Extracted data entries
-- -- --
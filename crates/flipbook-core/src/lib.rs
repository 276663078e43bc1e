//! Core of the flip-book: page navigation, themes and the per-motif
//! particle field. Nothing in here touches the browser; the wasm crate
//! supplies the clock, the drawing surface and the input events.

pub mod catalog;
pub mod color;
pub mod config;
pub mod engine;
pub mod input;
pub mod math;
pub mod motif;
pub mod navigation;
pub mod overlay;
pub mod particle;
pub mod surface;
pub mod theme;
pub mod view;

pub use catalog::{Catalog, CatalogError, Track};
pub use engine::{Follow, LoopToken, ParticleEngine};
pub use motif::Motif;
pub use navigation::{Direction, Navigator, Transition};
-- -- --
Description of the task:
Without omitting anything, output the data verbatim.

Response below:
filename crates/flipbook-core/src/lib.rs
repository 276663078e43bc1e
//! Core of the flip-book: page navigation, themes and the per-motif
//! particle field. Nothing in here touches the browser; the wasm crate
//! supplies the clock, the drawing surface and the input events.

pub mod catalog;
pub mod color;
pub mod config;
pub mod engine;
pub mod input;
pub mod math;
pub mod motif;
pub mod navigation;
pub mod overlay;
pub mod particle;
pub mod surface;
pub mod theme;
pub mod view;

pub use catalog::{Catalog, CatalogError, Track};
pub use engine::{Follow, LoopToken, ParticleEngine};
pub use motif::Motif;
pub use navigation::{Direction, Navigator, Transition};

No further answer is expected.